I recently spoke with Katrina Stone about the incident, her music and more in this exclusive new interview.

How did this whole situation come about?

Katrina Stone: I was aware that there had been some fake accounts on Spotify where people would upload tracks but didn’t think much of it beyond that. Then one day, a fan reached out to me on Instagram to let me know that she found some of my earlier tracks in her Discover Weekly that were listed under a different name and with different covers. I started digging a little and realized that they not only compromised my material but there were more than thirty-six other indie artists who weren’t coming up as the artist that was listed. When you put your heart and soul into creating music it’s scary that people see it as a commodity and just steal it.
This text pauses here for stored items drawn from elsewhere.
//! Incremental online backup sessions.
//!
//! A [`BackupSession`] copies pages between the connection's database and another file in
//! bounded steps. Its operations share the connection's queue on a lane of their own, so they
//! keep their order relative to each other under either scheduling policy.
//!
//! ```text
//! Idle --step(n)--> Stepping --more pages--> Idle
//!                            --done--------> Completed
//!                            --retryable---> Idle      (error still reported)
//!                            --other err---> Failed
//! Idle --finish()--> Completed
//! ```

use std::collections::HashSet;
use std::sync::{Arc, Mutex, MutexGuard, Weak};

use tracing::debug;

use crate::connection::ConnectionInner;
use crate::engine::{BackupHandle, BackupProgress};
use crate::error::{ErrorCode, SqlSchedulerError};
use crate::queue::{LaneId, OperationKind, Pending};

/// Which way pages flow relative to the owning connection.
#[derive(Debug, Clone, Copy, Default, PartialEq, Eq)]
pub enum BackupDirection {
    /// Copy the connection's database into the file.
    #[default]
    ToFile,
    /// Copy the file into the connection's database.
    FromFile,
}

/// Describes a backup between the connection's database and a file.
#[derive(Debug, Clone, PartialEq, Eq)]
pub struct BackupRequest {
    pub path: String,
    pub direction: BackupDirection,
    /// Schema read from on the source side.
    pub source_name: String,
    /// Schema written on the destination side.
    pub destination_name: String,
}

impl BackupRequest {
    #[must_use]
    pub fn to_file(path: impl Into<String>) -> Self {
        Self {
            path: path.into(),
            direction: BackupDirection::ToFile,
            source_name: "main".into(),
            destination_name: "main".into(),
        }
    }

    #[must_use]
    pub fn from_file(path: impl Into<String>) -> Self {
        Self {
            direction: BackupDirection::FromFile,
            ..Self::to_file(path)
        }
    }

    #[must_use]
    pub fn source_name(mut self, name: impl Into<String>) -> Self {
        self.source_name = name.into();
        self
    }

    #[must_use]
    pub fn destination_name(mut self, name: impl Into<String>) -> Self {
        self.destination_name = name.into();
        self
    }
}

#[derive(Debug, Clone, Copy, PartialEq, Eq)]
pub enum BackupState {
    /// No step or finish is queued or running.
    Idle,
    /// Work for this session is queued or running.
    Stepping,
    Completed,
    Failed,
}

impl BackupState {
    #[must_use]
    pub fn is_terminal(self) -> bool {
        matches!(self, Self::Completed | Self::Failed)
    }
}

/// Error codes treated as transient by a fresh session.
#[must_use]
pub fn default_retry_errors() -> HashSet<ErrorCode> {
    HashSet::from([ErrorCode::Busy, ErrorCode::Locked])
}

enum Slot {
    Initializing,
    Ready(Arc<dyn BackupHandle>),
    InitFailed(SqlSchedulerError),
    Released,
}

struct SessionState {
    /// Only `Completed` and `Failed` are stored; the others follow from `outstanding`.
    terminal: Option<BackupState>,
    outstanding: usize,
    remaining: i32,
    page_count: i32,
    message: Option<String>,
    retry_errors: HashSet<ErrorCode>,
    slot: Slot,
    /// Counted by the connection as an unfinished backup.
    counted: bool,
}

impl SessionState {
    fn state(&self) -> BackupState {
        match self.terminal {
            Some(state) => state,
            None if self.outstanding > 0 => BackupState::Stepping,
            None => BackupState::Idle,
        }
    }

    fn fail(&mut self, err: &SqlSchedulerError) {
        self.terminal = Some(BackupState::Failed);
        self.message = Some(err.to_string());
    }
}

struct SessionInner {
    conn: Weak<ConnectionInner>,
    lane: LaneId,
    request: BackupRequest,
    state: Mutex<SessionState>,
}

impl SessionInner {
    fn lock(&self) -> MutexGuard<'_, SessionState> {
        self.state
            .lock()
            .unwrap_or_else(std::sync::PoisonError::into_inner)
    }

    fn uncount(&self, state: &mut SessionState) {
        if std::mem::take(&mut state.counted) {
            if let Some(conn) = self.conn.upgrade() {
                conn.backup_released();
            }
        }
    }

    /// Take the engine session out so it can be finished, leaving `Released` behind.
    fn take_handle(&self) -> Option<Arc<dyn BackupHandle>> {
        let mut state = self.lock();
        match std::mem::replace(&mut state.slot, Slot::Released) {
            Slot::Ready(handle) => Some(handle),
            other => {
                state.slot = other;
                None
            }
        }
    }

    async fn release(&self) {
        if let Some(handle) = self.take_handle() {
            if let Err(err) = handle.finish().await {
                debug!(error = %err, "backup finish reported an error");
            }
        }
        let mut state = self.lock();
        if matches!(state.slot, Slot::InitFailed(_)) {
            state.slot = Slot::Released;
        }
        self.uncount(&mut state);
    }

    fn done_with_one(&self) {
        let mut state = self.lock();
        state.outstanding = state.outstanding.saturating_sub(1);
    }
}

impl Drop for SessionInner {
    fn drop(&mut self) {
        let state = self
            .state
            .get_mut()
            .unwrap_or_else(std::sync::PoisonError::into_inner);
        if std::mem::take(&mut state.counted) {
            if let Some(conn) = self.conn.upgrade() {
                conn.backup_released();
            }
        }
    }
}

/// Handle to one backup session.
#[derive(Clone)]
pub struct BackupSession {
    inner: Arc<SessionInner>,
}

impl std::fmt::Debug for BackupSession {
    fn fmt(&self, f: &mut std::fmt::Formatter<'_>) -> std::fmt::Result {
        f.debug_struct("BackupSession")
            .field("path", &self.inner.request.path)
            .field("state", &self.state())
            .finish_non_exhaustive()
    }
}

impl BackupSession {
    /// Create the session and queue its initialization on `conn`.
    pub(crate) fn start(conn: &Arc<ConnectionInner>, request: BackupRequest) -> Self {
        let lane = conn.allocate_lane();
        conn.backup_started();
        let inner = Arc::new(SessionInner {
            conn: Arc::downgrade(conn),
            lane,
            request: request.clone(),
            state: Mutex::new(SessionState {
                terminal: None,
                outstanding: 1,
                remaining: -1,
                page_count: -1,
                message: None,
                retry_errors: default_retry_errors(),
                slot: Slot::Initializing,
                counted: true,
            }),
        });

        let session = Arc::clone(&inner);
        let submitted = conn.try_submit(OperationKind::BackupInit, Some(lane), move |engine| {
            async move {
                let outcome = engine.backup(request).await;
                let mut state = session.lock();
                state.outstanding = state.outstanding.saturating_sub(1);
                match outcome {
                    Ok(handle) => state.slot = Slot::Ready(Arc::from(handle)),
                    Err(err) => {
                        debug!(error = %err, "backup initialization failed");
                        state.fail(&err);
                        state.slot = Slot::InitFailed(err);
                        session.uncount(&mut state);
                    }
                }
                Ok(())
            }
        });

        if let Err(err) = submitted {
            let mut state = inner.lock();
            state.outstanding = 0;
            state.fail(&err);
            state.slot = Slot::InitFailed(err);
            inner.uncount(&mut state);
        }
        Self { inner }
    }

    #[must_use]
    pub fn state(&self) -> BackupState {
        self.inner.lock().state()
    }

    #[must_use]
    pub fn is_idle(&self) -> bool {
        self.state() == BackupState::Idle
    }

    #[must_use]
    pub fn is_completed(&self) -> bool {
        self.state() == BackupState::Completed
    }

    #[must_use]
    pub fn is_failed(&self) -> bool {
        self.state() == BackupState::Failed
    }

    /// Pages left to copy after the last step; `-1` before the first step.
    #[must_use]
    pub fn remaining(&self) -> i32 {
        self.inner.lock().remaining
    }

    /// Total pages in the source after the last step; `-1` before the first step.
    #[must_use]
    pub fn page_count(&self) -> i32 {
        self.inner.lock().page_count
    }

    /// Message of the failure that ended the session, if any.
    #[must_use]
    pub fn message(&self) -> Option<String> {
        self.inner.lock().message.clone()
    }

    #[must_use]
    pub fn request(&self) -> &BackupRequest {
        &self.inner.request
    }

    #[must_use]
    pub fn retry_errors(&self) -> HashSet<ErrorCode> {
        self.inner.lock().retry_errors.clone()
    }

    /// Replace the transient error set. Steps already submitted keep the set they captured.
    ///
    /// An empty set makes every error terminal and leaves releasing the session to
    /// [`finish`](Self::finish).
    pub fn set_retry_errors(&self, codes: impl IntoIterator<Item = ErrorCode>) {
        self.inner.lock().retry_errors = codes.into_iter().collect();
    }

    /// Copy up to `pages` pages; `-1` copies everything left. Resolves to `true` once the
    /// copy is complete.
    pub fn step(&self, pages: i32) -> Pending<bool> {
        let retry = {
            let mut state = self.inner.lock();
            if state.terminal.is_some() {
                return Pending::failed(finished());
            }
            state.outstanding += 1;
            state.retry_errors.clone()
        };

        let session = Arc::clone(&self.inner);
        self.submit(OperationKind::BackupStep, move || async move {
            let outcome = run_step(&session, pages, &retry).await;
            session.done_with_one();
            outcome
        })
    }

    /// End the session, releasing its engine resources. A no-op once released.
    pub fn finish(&self) -> Pending<()> {
        {
            let mut state = self.inner.lock();
            if matches!(state.slot, Slot::Released) {
                return Pending::ready(Ok(()));
            }
            state.outstanding += 1;
        }

        let session = Arc::clone(&self.inner);
        self.submit(OperationKind::BackupFinish, move || async move {
            session.release().await;
            let mut state = session.lock();
            state.outstanding = state.outstanding.saturating_sub(1);
            if state.terminal.is_none() {
                state.terminal = Some(BackupState::Completed);
            }
            Ok(())
        })
    }

    fn submit<T, F, Fut>(&self, kind: OperationKind, work: F) -> Pending<T>
    where
        T: Send + 'static,
        F: FnOnce() -> Fut + Send + 'static,
        Fut: std::future::Future<Output = Result<T, SqlSchedulerError>> + Send + 'static,
    {
        let Some(conn) = self.inner.conn.upgrade() else {
            self.inner.done_with_one();
            return Pending::failed(SqlSchedulerError::misuse("Database is closed"));
        };
        match conn.try_submit(kind, Some(self.inner.lane), move |_| work()) {
            Ok(pending) => pending,
            Err(err) => {
                self.inner.done_with_one();
                Pending::failed(err)
            }
        }
    }
}

async fn run_step(
    session: &Arc<SessionInner>,
    pages: i32,
    retry: &HashSet<ErrorCode>,
) -> Result<bool, SqlSchedulerError> {
    let handle = {
        let state = session.lock();
        if state.terminal.is_some() {
            return Err(match &state.slot {
                Slot::InitFailed(err) => err.clone(),
                _ => finished(),
            });
        }
        match &state.slot {
            Slot::Ready(handle) => Arc::clone(handle),
            Slot::InitFailed(err) => return Err(err.clone()),
            Slot::Initializing | Slot::Released => return Err(finished()),
        }
    };

    let outcome = handle.step(pages).await;
    drop(handle);
    let auto_release = !retry.is_empty();
    match outcome {
        Ok(BackupProgress {
            done,
            remaining,
            page_count,
        }) => {
            {
                let mut state = session.lock();
                state.remaining = remaining;
                state.page_count = page_count;
                if done {
                    state.terminal = Some(BackupState::Completed);
                }
            }
            if done {
                debug!(page_count, "backup completed");
                if auto_release {
                    session.release().await;
                }
            }
            Ok(done)
        }
        Err(err) if err.code().is_some_and(|code| retry.contains(&code)) => {
            debug!(error = %err, "backup step hit transient contention");
            Err(err)
        }
        Err(err) => {
            debug!(error = %err, "backup step failed");
            session.lock().fail(&err);
            if auto_release {
                session.release().await;
            }
            Err(err)
        }
    }
}

fn finished() -> SqlSchedulerError {
    SqlSchedulerError::misuse("Backup is already finished")
}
How does something like this happen?

KS: My music was pulled off Noise Trade, but it’s also possible to steal it by ripping mp3’s from YouTube or directly from CDs. These fake accounts then give the tracks a slightly different title and cover and upload it. The track’s usually live in about twenty-four hours.

How receptive were some of the streaming services when you told them about it?

KS: They weren’t very receptive at all. They wanted me to fill out a copyright complaint form for each purpose and song. That would have meant filing hundreds of copyright complaints. To make things worse, the person we believe was doing this lived out of the country. So there was really no way to track them down. As an indie artist, I’d prefer to create music than to be putting out so many fires. So, what I did was find the tracks on YouTube, where it listed the labels they were under. When I saw it was Distro Kit I reached out to them directly and they were so helpful. Within forty-eight hours they let me know that it was going to be pulled down.

Having gone through this experience, what advice would you give to other artists?

KS: Since the streaming companies really won’t help you, I encourage people to periodically go on sites and search for their songs. Listen to them and make sure they’re really yours. Another thing is to only share direct links to your Spotify and have them everywhere.

What can you tell me about your upcoming album?

KS: It’s inspirational pop and something I’ve wanted to do for quite a while. It’ll be the first time I’ll be writing, producing, engineering and playing everything. It’s real, vulnerable and honest and a chance for me to show exactly what I’ve got. I’m very excited about it.

What’s your songwriting process like?

KS: If I’m writing by myself, it’s lyrics first. I love the marriage between lyric and melody but when I’m writing ideas down I like to have something to sing first and then work on finding the right hook. It’s all about great craftsmanship, a lack of clichés and creating something that’s new and fresh.

Who are some of your musical influences?

KS: I don’t sing country but I’m a huge Garth Brooks fan. I love him as a performer and how he isn’t afraid to take someone else’s song and put his own take on it. I also love how classic Adele’s music is. It’s something you can listen to years later and still hear different things.

Was a career in music something you always envisioned?

KS: Yes. From the time I was around twelve years old the idea started to form in my head. It’s a tough industry but I’ve been fortunate to have been able to make a living at it. At this point, it’s all I know.

What excites you the most about this next phase of your career?

KS: I’m excited about this new album and tour and to start homing in on what is that I want. Everything is coming full circle, and I’m in a really good place.